[Task requirements] Every record is to be printed exactly as it appears.

[Exercise material]
※
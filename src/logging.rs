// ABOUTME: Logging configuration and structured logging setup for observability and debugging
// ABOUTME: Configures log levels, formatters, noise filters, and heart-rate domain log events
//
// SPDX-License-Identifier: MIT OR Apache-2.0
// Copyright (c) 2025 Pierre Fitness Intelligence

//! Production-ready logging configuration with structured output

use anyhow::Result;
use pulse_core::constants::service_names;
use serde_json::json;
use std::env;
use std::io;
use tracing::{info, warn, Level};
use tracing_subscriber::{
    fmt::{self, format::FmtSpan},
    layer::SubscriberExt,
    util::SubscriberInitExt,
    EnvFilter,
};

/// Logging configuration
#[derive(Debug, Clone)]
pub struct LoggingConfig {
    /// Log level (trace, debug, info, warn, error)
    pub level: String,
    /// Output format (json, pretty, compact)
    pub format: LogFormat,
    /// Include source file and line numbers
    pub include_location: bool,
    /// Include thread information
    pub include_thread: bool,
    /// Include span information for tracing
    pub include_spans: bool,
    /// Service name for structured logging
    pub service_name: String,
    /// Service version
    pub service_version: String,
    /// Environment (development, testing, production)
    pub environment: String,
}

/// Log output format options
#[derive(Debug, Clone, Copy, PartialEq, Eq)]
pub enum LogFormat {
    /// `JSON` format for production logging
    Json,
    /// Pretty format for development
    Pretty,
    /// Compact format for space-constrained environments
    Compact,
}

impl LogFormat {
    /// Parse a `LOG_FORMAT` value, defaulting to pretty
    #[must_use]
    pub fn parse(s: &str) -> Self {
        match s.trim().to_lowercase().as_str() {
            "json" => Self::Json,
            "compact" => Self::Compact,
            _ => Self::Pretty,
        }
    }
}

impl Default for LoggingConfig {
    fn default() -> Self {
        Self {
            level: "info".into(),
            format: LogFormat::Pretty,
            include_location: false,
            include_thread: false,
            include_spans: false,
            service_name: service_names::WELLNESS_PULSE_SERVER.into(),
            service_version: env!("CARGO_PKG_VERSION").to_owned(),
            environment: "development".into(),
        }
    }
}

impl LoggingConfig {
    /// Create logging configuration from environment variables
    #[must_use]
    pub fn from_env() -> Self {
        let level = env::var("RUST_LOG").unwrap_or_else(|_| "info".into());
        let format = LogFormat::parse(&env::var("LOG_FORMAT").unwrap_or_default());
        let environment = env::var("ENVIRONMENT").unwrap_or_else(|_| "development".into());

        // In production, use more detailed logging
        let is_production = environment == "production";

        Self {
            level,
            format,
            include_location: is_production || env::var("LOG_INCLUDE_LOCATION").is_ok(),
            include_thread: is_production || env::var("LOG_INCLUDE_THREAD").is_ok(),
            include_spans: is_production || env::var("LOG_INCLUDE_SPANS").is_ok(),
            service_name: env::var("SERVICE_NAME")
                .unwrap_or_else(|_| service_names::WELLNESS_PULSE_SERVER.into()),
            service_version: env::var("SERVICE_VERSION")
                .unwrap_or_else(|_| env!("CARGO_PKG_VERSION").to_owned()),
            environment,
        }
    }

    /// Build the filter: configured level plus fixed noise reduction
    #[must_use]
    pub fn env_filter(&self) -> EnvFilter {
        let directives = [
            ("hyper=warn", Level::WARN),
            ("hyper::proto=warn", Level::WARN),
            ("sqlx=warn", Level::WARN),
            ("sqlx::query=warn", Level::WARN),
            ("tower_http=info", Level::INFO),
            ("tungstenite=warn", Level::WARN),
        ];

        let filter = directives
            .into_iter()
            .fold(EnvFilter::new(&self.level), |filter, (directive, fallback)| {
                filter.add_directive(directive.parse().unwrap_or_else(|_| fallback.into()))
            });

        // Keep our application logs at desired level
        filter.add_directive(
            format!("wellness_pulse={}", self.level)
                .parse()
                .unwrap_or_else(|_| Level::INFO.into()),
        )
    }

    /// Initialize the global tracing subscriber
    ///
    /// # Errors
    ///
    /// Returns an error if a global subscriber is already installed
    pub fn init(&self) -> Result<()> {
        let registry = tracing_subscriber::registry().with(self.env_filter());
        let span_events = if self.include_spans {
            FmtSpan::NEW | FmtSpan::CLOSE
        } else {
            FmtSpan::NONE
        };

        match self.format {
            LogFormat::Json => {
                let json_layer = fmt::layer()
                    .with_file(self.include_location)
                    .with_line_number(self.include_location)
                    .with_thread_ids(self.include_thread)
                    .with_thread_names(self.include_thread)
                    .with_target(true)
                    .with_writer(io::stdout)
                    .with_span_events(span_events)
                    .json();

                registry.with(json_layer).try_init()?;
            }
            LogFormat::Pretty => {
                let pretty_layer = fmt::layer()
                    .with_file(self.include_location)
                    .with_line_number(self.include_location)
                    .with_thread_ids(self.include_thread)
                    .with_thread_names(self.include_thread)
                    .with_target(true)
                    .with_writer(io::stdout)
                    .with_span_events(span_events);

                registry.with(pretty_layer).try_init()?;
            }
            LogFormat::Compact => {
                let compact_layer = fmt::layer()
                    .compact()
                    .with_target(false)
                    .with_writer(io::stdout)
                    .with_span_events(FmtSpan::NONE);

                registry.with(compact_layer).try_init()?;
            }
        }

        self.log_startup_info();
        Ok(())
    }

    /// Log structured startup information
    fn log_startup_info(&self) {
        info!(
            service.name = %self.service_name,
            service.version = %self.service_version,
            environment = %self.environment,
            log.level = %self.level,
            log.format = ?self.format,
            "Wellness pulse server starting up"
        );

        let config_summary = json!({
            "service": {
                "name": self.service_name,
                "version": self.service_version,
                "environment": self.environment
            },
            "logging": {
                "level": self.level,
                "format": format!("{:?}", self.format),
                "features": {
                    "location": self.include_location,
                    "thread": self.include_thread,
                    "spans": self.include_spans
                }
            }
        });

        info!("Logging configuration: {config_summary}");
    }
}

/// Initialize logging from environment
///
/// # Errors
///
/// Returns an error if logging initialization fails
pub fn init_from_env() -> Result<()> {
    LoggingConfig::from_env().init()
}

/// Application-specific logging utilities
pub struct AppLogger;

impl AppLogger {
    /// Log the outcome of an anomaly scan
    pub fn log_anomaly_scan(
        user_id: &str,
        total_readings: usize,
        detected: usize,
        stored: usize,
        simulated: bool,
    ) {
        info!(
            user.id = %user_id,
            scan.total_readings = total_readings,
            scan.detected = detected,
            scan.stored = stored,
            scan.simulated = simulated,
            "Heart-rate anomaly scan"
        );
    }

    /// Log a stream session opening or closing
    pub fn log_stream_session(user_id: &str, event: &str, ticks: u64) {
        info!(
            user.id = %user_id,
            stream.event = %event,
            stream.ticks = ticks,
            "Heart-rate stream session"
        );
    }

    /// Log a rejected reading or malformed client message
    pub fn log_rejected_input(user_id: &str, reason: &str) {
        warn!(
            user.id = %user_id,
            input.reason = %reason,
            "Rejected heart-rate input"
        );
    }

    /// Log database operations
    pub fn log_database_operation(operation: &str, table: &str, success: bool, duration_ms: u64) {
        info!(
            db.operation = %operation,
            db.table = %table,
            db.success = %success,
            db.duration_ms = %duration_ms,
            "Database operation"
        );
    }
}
※
[Answer space]
filename src/logging.rs
// ABOUTME: Logging configuration and structured logging setup for observability and debugging
// ABOUTME: Configures log levels, formatters, noise filters, and heart-rate domain log events
//
// SPDX-License-Identifier: MIT OR Apache-2.0
// Copyright (c) 2025 Pierre Fitness Intelligence

//! Production-ready logging configuration with structured output

use anyhow::Result;
use pulse_core::constants::service_names;
use serde_json::json;
use std::env;
use std::io;
use tracing::{info, warn, Level};
use tracing_subscriber::{
    fmt::{self, format::FmtSpan},
    layer::SubscriberExt,
    util::SubscriberInitExt,
    EnvFilter,
};

/// Logging configuration
#[derive(Debug, Clone)]
pub struct LoggingConfig {
    /// Log level (trace, debug, info, warn, error)
    pub level: String,
    /// Output format (json, pretty, compact)
    pub format: LogFormat,
    /// Include source file and line numbers
    pub include_location: bool,
    /// Include thread information
    pub include_thread: bool,
    /// Include span information for tracing
    pub include_spans: bool,
    /// Service name for structured logging
    pub service_name: String,
    /// Service version
    pub service_version: String,
    /// Environment (development, testing, production)
    pub environment: String,
}

/// Log output format options
#[derive(Debug, Clone, Copy, PartialEq, Eq)]
pub enum LogFormat {
    /// `JSON` format for production logging
    Json,
    /// Pretty format for development
    Pretty,
    /// Compact format for space-constrained environments
    Compact,
}

impl LogFormat {
    /// Parse a `LOG_FORMAT` value, defaulting to pretty
    #[must_use]
    pub fn parse(s: &str) -> Self {
        match s.trim().to_lowercase().as_str() {
            "json" => Self::Json,
            "compact" => Self::Compact,
            _ => Self::Pretty,
        }
    }
}

impl Default for LoggingConfig {
    fn default() -> Self {
        Self {
            level: "info".into(),
            format: LogFormat::Pretty,
            include_location: false,
            include_thread: false,
            include_spans: false,
            service_name: service_names::WELLNESS_PULSE_SERVER.into(),
            service_version: env!("CARGO_PKG_VERSION").to_owned(),
            environment: "development".into(),
        }
    }
}

impl LoggingConfig {
    /// Create logging configuration from environment variables
    #[must_use]
    pub fn from_env() -> Self {
        let level = env::var("RUST_LOG").unwrap_or_else(|_| "info".into());
        let format = LogFormat::parse(&env::var("LOG_FORMAT").unwrap_or_default());
        let environment = env::var("ENVIRONMENT").unwrap_or_else(|_| "development".into());

        // In production, use more detailed logging
        let is_production = environment == "production";

        Self {
            level,
            format,
            include_location: is_production || env::var("LOG_INCLUDE_LOCATION").is_ok(),
            include_thread: is_production || env::var("LOG_INCLUDE_THREAD").is_ok(),
            include_spans: is_production || env::var("LOG_INCLUDE_SPANS").is_ok(),
            service_name: env::var("SERVICE_NAME")
                .unwrap_or_else(|_| service_names::WELLNESS_PULSE_SERVER.into()),
            service_version: env::var("SERVICE_VERSION")
                .unwrap_or_else(|_| env!("CARGO_PKG_VERSION").to_owned()),
            environment,
        }
    }

    /// Build the filter: configured level plus fixed noise reduction
    #[must_use]
    pub fn env_filter(&self) -> EnvFilter {
        let directives = [
            ("hyper=warn", Level::WARN),
            ("hyper::proto=warn", Level::WARN),
            ("sqlx=warn", Level::WARN),
            ("sqlx::query=warn", Level::WARN),
            ("tower_http=info", Level::INFO),
            ("tungstenite=warn", Level::WARN),
        ];

        let filter = directives
            .into_iter()
            .fold(EnvFilter::new(&self.level), |filter, (directive, fallback)| {
                filter.add_directive(directive.parse().unwrap_or_else(|_| fallback.into()))
            });

        // Keep our application logs at desired level
        filter.add_directive(
            format!("wellness_pulse={}", self.level)
                .parse()
                .unwrap_or_else(|_| Level::INFO.into()),
        )
    }

    /// Initialize the global tracing subscriber
    ///
    /// # Errors
    ///
    /// Returns an error if a global subscriber is already installed
    pub fn init(&self) -> Result<()> {
        let registry = tracing_subscriber::registry().with(self.env_filter());
        let span_events = if self.include_spans {
            FmtSpan::NEW | FmtSpan::CLOSE
        } else {
            FmtSpan::NONE
        };

        match self.format {
            LogFormat::Json => {
                let json_layer = fmt::layer()
                    .with_file(self.include_location)
                    .with_line_number(self.include_location)
                    .with_thread_ids(self.include_thread)
                    .with_thread_names(self.include_thread)
                    .with_target(true)
                    .with_writer(io::stdout)
                    .with_span_events(span_events)
                    .json();

                registry.with(json_layer).try_init()?;
            }
            LogFormat::Pretty => {
                let pretty_layer = fmt::layer()
                    .with_file(self.include_location)
                    .with_line_number(self.include_location)
                    .with_thread_ids(self.include_thread)
                    .with_thread_names(self.include_thread)
                    .with_target(true)
                    .with_writer(io::stdout)
                    .with_span_events(span_events);

                registry.with(pretty_layer).try_init()?;
            }
            LogFormat::Compact => {
                let compact_layer = fmt::layer()
                    .compact()
                    .with_target(false)
                    .with_writer(io::stdout)
                    .with_span_events(FmtSpan::NONE);

                registry.with(compact_layer).try_init()?;
            }
        }

        self.log_startup_info();
        Ok(())
    }

    /// Log structured startup information
    fn log_startup_info(&self) {
        info!(
            service.name = %self.service_name,
            service.version = %self.service_version,
            environment = %self.environment,
            log.level = %self.level,
            log.format = ?self.format,
            "Wellness pulse server starting up"
        );

        let config_summary = json!({
            "service": {
                "name": self.service_name,
                "version": self.service_version,
                "environment": self.environment
            },
            "logging": {
                "level": self.level,
                "format": format!("{:?}", self.format),
                "features": {
                    "location": self.include_location,
                    "thread": self.include_thread,
                    "spans": self.include_spans
                }
            }
        });

        info!("Logging configuration: {config_summary}");
    }
}

/// Initialize logging from environment
///
/// # Errors
///
/// Returns an error if logging initialization fails
pub fn init_from_env() -> Result<()> {
    LoggingConfig::from_env().init()
}

/// Application-specific logging utilities
pub struct AppLogger;

impl AppLogger {
    /// Log the outcome of an anomaly scan
    pub fn log_anomaly_scan(
        user_id: &str,
        total_readings: usize,
        detected: usize,
        stored: usize,
        simulated: bool,
    ) {
        info!(
            user.id = %user_id,
            scan.total_readings = total_readings,
            scan.detected = detected,
            scan.stored = stored,
            scan.simulated = simulated,
            "Heart-rate anomaly scan"
        );
    }

    /// Log a stream session opening or closing
    pub fn log_stream_session(user_id: &str, event: &str, ticks: u64) {
        info!(
            user.id = %user_id,
            stream.event = %event,
            stream.ticks = ticks,
            "Heart-rate stream session"
        );
    }

    /// Log a rejected reading or malformed client message
    pub fn log_rejected_input(user_id: &str, reason: &str) {
        warn!(
            user.id = %user_id,
            input.reason = %reason,
            "Rejected heart-rate input"
        );
    }

    /// Log database operations
    pub fn log_database_operation(operation: &str, table: &str, success: bool, duration_ms: u64) {
        info!(
            db.operation = %operation,
            db.table = %table,
            db.success = %success,
            db.duration_ms = %duration_ms,
            "Database operation"
        );
    }
}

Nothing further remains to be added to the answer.